Quando tocchiamo lo schermo, l’evento di input passa prima dal processo browser per l’hit testing, poi al renderer per calcolare il nuovo offset di scorrimento, mentre il VSync segue un percorso completamente diverso. Il risultato è una pipeline con decine di punti in cui un ritardo di pochi microsecondi può propagarsi a cascata e far perdere un frame intero.

A complicare ulteriormente le cose, Chrome consuma gli input direttamente dall’hardware senza buffer, il che significa che gli eventi arrivano a intervalli irregolari, spesso più volte per ogni ciclo di refresh. La velocità grezza non basta: serve coerenza assoluta nella consegna di ogni frame.

Come hanno trovato i problemi (e come li hanno risolti)

Il team ha prima strumentato ogni fase della pipeline con eventi di traccia Perfetto, poi ha costruito una libreria di query SQL per analizzare automaticamente migliaia di tracce e taggare i frame problematici con le cause probabili. Senza questa automazione, trovare pattern sarebbe stato impossibile.

Una volta identificati i colli di bottiglia, hanno iterato con esperimenti A/B fino al lancio definitivo.

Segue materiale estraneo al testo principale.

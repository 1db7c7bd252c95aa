//! Embedder - lays a framed payload into the keyed coefficient sequence.
//!
//! Each frame bit is carried by the parity of one lattice magnitude. The
//! carrier bands are snapped onto the resistance grid first, then a
//! mismatching coefficient moves one lattice step, keeping its sign and
//! staying inside the eligible band, so the extractor derives exactly the
//! same sequence from the modified image. Spare coefficients are then used
//! to restore the cover's per-band histograms.

use crate::capacity::total_coefficients;
use crate::correction::{restore_histograms, BandHistograms};
use crate::error::{OutguessError, Result};
use crate::frame::{bits, build_frame, FRAME_OVERHEAD_BITS};
use crate::jpeg::CoefficientImage;
use crate::options::Password;
use crate::permutation::{keyed_rng, Domain};
use crate::selection::select;

/// Receives embedding progress in percent, never decreasing, ending at 100.
pub type ProgressCallback<'a> = &'a mut dyn FnMut(u8);

/// Bit carried by a coefficient value.
#[inline]
pub(crate) fn carried_bit(value: i16) -> bool {
    value.unsigned_abs() & 1 == 1
}

/// What an embedding did to the image.
#[derive(Debug, Clone, Default, PartialEq)]
pub struct EmbedStats {
    /// Coefficients eligible under the resistance level.
    pub eligible_coefficients: usize,
    /// Coefficients carrying frame bits.
    pub coefficients_used: usize,
    /// All AC coefficients of the image.
    pub total_coefficients: usize,
    /// Carriers whose value had to change.
    pub changed_coefficients: usize,
    /// Coefficients moved onto the resistance grid before embedding.
    pub snapped_coefficients: usize,
    /// Spare coefficients changed by the statistical correction.
    pub corrections: usize,
    /// Histogram distance to the cover right after embedding.
    pub imbalance_before_correction: u64,
    /// Histogram distance to the cover left after correction.
    pub residual_imbalance: u64,
    /// `coefficients_used / eligible_coefficients`.
    pub capacity_utilization: f64,
    pub resistance: u8,
    /// Quality of the tables the payload was embedded under.
    pub quality: u8,
    /// Shannon entropy of the eligible values after embedding, in bits.
    pub coefficient_entropy: f64,
}

/// Embeds payloads for one password and resistance level.
#[derive(Debug, Clone)]
pub struct Embedder {
    password: Password,
    resistance: u8,
}

impl Embedder {
    pub fn new(password: Password, resistance: u8) -> Self {
        Embedder {
            password,
            resistance,
        }
    }

    /// Embed `payload` into `image` in place.
    ///
    /// # Returns
    /// * `Ok(EmbedStats)` on success
    /// * `Err(OutguessError::Capacity)` if the frame does not fit
    /// * `Err(OutguessError::Range)` for an invalid resistance level
    pub fn embed(&self, image: &mut CoefficientImage, payload: &[u8]) -> Result<EmbedStats> {
        self.embed_with_progress(image, payload, &mut |_| {})
    }

    /// [`Embedder::embed`], reporting progress to `progress`.
    pub fn embed_with_progress(
        &self,
        image: &mut CoefficientImage,
        payload: &[u8],
        progress: ProgressCallback<'_>,
    ) -> Result<EmbedStats> {
        let key = self.password.key();
        let frame = build_frame(payload, key)?;
        let frame_bits = frame.len() * 8;

        let selection = select(image, &self.password, self.resistance)?;
        if frame_bits > selection.len() {
            return Err(OutguessError::Capacity {
                required_bits: payload.len() * 8,
                available_bits: selection.len().saturating_sub(FRAME_OVERHEAD_BITS),
            });
        }
        let lattice = selection.lattice();
        progress(10);

        let snapped = lattice.snap(image);
        let cover_histograms = BandHistograms::collect(image, lattice, selection.positions());
        let (carriers, spare) = selection.split_at(frame_bits);

        let mut directions = keyed_rng(key, Domain::Direction);
        let mut changed = 0;
        let mut reported = 10;
        for (done, (position, bit)) in carriers.iter().zip(bits(&frame)).enumerate() {
            let value = lattice.value(image, position);
            if carried_bit(value) != bit {
                let next = lattice.step(position, value, directions.bool());
                lattice.set_value(image, position, next);
                changed += 1;
            }

            let percent = (10 + (done + 1) * 70 / frame_bits) as u8;
            if percent > reported {
                reported = percent;
                progress(percent);
            }
        }
        log::trace!("{changed} of {frame_bits} carriers changed, {snapped} snapped");

        let report = restore_histograms(
            image,
            &cover_histograms,
            selection.positions(),
            spare,
            lattice,
        );
        progress(90);

        let stats = EmbedStats {
            eligible_coefficients: selection.len(),
            coefficients_used: frame_bits,
            total_coefficients: total_coefficients(image),
            changed_coefficients: changed,
            snapped_coefficients: snapped,
            corrections: report.corrections,
            imbalance_before_correction: report.imbalance_before,
            residual_imbalance: report.imbalance_after,
            capacity_utilization: frame_bits as f64 / selection.len() as f64,
            resistance: self.resistance,
            quality: image.estimated_quality(),
            coefficient_entropy: BandHistograms::collect(image, lattice, selection.positions())
                .entropy(),
        };
        progress(100);
        Ok(stats)
    }
}

#[cfg(test)]
mod tests {
    use super::*;
    use crate::extract::Extractor;
    use crate::lattice::Lattice;
    use crate::selection::{eligible_positions, CoefficientPosition, ResistancePolicy};
    use crate::test_support::cover_image;

    fn eligible(image: &CoefficientImage, level: u8) -> Vec<CoefficientPosition> {
        let policy = ResistancePolicy::for_level(level).unwrap();
        eligible_positions(image, &Lattice::new(image, policy).unwrap())
    }

    #[test]
    fn test_carried_bit_ignores_sign() {
        assert!(carried_bit(3));
        assert!(carried_bit(-3));
        assert!(!carried_bit(-2));
        assert!(!carried_bit(0));
    }

    #[test]
    fn test_embed_then_extract() {
        let mut image = cover_image(128, 128, 85);
        let embedder = Embedder::new(Password::from("embed"), 5);
        let stats = embedder.embed(&mut image, b"Hello World").unwrap();

        assert_eq!(stats.coefficients_used, (12 + 11) * 8);
        assert!(stats.changed_coefficients <= stats.coefficients_used);
        assert!(stats.capacity_utilization > 0.0 && stats.capacity_utilization <= 1.0);
        assert_eq!(stats.total_coefficients, 16 * 16 * 3 * 63);

        let extracted = Extractor::new(Password::from("embed"), 5)
            .extract(&image)
            .unwrap();
        assert!(extracted.verified);
        assert_eq!(extracted.payload, b"Hello World");
    }

    #[test]
    fn test_embedding_keeps_the_eligible_set() {
        for level in [4, 8] {
            let cover = cover_image(96, 96, 85);
            let mut image = cover.clone();
            Embedder::new(Password::default(), level)
                .embed(&mut image, &[0xA5; 16])
                .unwrap();
            assert_eq!(eligible(&cover, level), eligible(&image, level), "level {level}");
        }
    }

    #[test]
    fn test_high_levels_snap_the_cover() {
        let mut image = cover_image(128, 128, 85);
        let low = Embedder::new(Password::default(), 3)
            .embed(&mut image.clone(), b"grid")
            .unwrap();
        assert_eq!(low.snapped_coefficients, 0);

        let high = Embedder::new(Password::default(), 8)
            .embed(&mut image, b"grid")
            .unwrap();
        assert!(high.snapped_coefficients > 0);
    }

    #[test]
    fn test_progress_is_monotonic_and_complete() {
        let mut image = cover_image(128, 128, 85);
        let mut seen = Vec::new();
        Embedder::new(Password::from("progress"), 5)
            .embed_with_progress(&mut image, &[7; 40], &mut |percent| seen.push(percent))
            .unwrap();

        assert_eq!(seen.first(), Some(&10));
        assert_eq!(seen.last(), Some(&100));
        assert!(seen.contains(&80));
        assert!(seen.windows(2).all(|w| w[0] < w[1]), "{seen:?}");
    }

    #[test]
    fn test_failed_embedding_reports_no_progress() {
        let mut image = cover_image(16, 16, 85);
        let mut calls = 0;
        let result = Embedder::new(Password::default(), 5).embed_with_progress(
            &mut image,
            &[0u8; 4096],
            &mut |_| calls += 1,
        );
        assert!(result.is_err());
        assert_eq!(calls, 0);
    }

    #[test]
    fn test_embed_rejects_oversized_payload() {
        let mut image = cover_image(16, 16, 85);
        let err = Embedder::new(Password::default(), 5)
            .embed(&mut image, &[0u8; 4096])
            .unwrap_err();
        assert!(matches!(err, OutguessError::Capacity { .. }));
    }

    #[test]
    fn test_correction_reduces_imbalance() {
        let mut image = cover_image(256, 256, 85);
        let stats = Embedder::new(Password::from("stats"), 3)
            .embed(&mut image, &[0x5A; 200])
            .unwrap();
        assert!(stats.residual_imbalance <= stats.imbalance_before_correction);
        assert!(stats.coefficient_entropy > 0.0);
    }
}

I progetti che hanno contribuito di più alla riduzione del 48% sono stati:

  • Input Vizard: in collaborazione con Android, Chrome ora riceve gli input sul thread compositor Viz nel processo GPU, invece che sul browser main thread (uno dei thread più occupati). Questo avvicina Chrome al modello a thread singolo delle app tradizionali.
  • Input Framer: quando un evento di input arriva in ritardo rispetto al segnale VSync, il renderer ora aspetta fino a un terzo del ciclo di refresh prima di produrre un frame vuoto, riducendo i frame inutili.
  • Input prediction: se l’OS non consegna alcun input entro la scadenza, Chrome genera un aggiornamento sintetico basato sulla curva di scorrimento osservata, evitando jank da ritardi di consegna.
  • Direct2Thread: la comunicazione tra processi passava storicamente per thread IO intermedi, con fino a tre salti di thread invece di uno. Rimosso questo requisito sul percorso critico dello scroll.
  • Browser controls in Viz: la barra degli indirizzi che scivola via quando scorriamo verso il basso coinvolgeva il browser main thread a ogni singolo frame. Ora è il processo GPU a gestire direttamente l’offset, senza passare dal main thread.
  • Priorità dei thread Android: i thread OS responsabili della consegna degli input hardware a Chrome avevano priorità troppo bassa e venivano preemptati da altri processi. Google ha lavorato con Android per alzarla.

Vale la pena notare che la maggior parte degli interventi riguarda il lato input, non il rendering.

La logica è semplice: Chrome non può iniziare a preparare un frame se non sa ancora quale offset applicare.

Il risultato è visibile, e il post ufficiale del team Chromium promette che il lavoro continuerà. Per chi usa Chrome su Android, questi miglioramenti sono già attivi, anche se difficilmente li noterete in modo consapevole: la fluidità è una di quelle cose che si percepisce solo quando manca.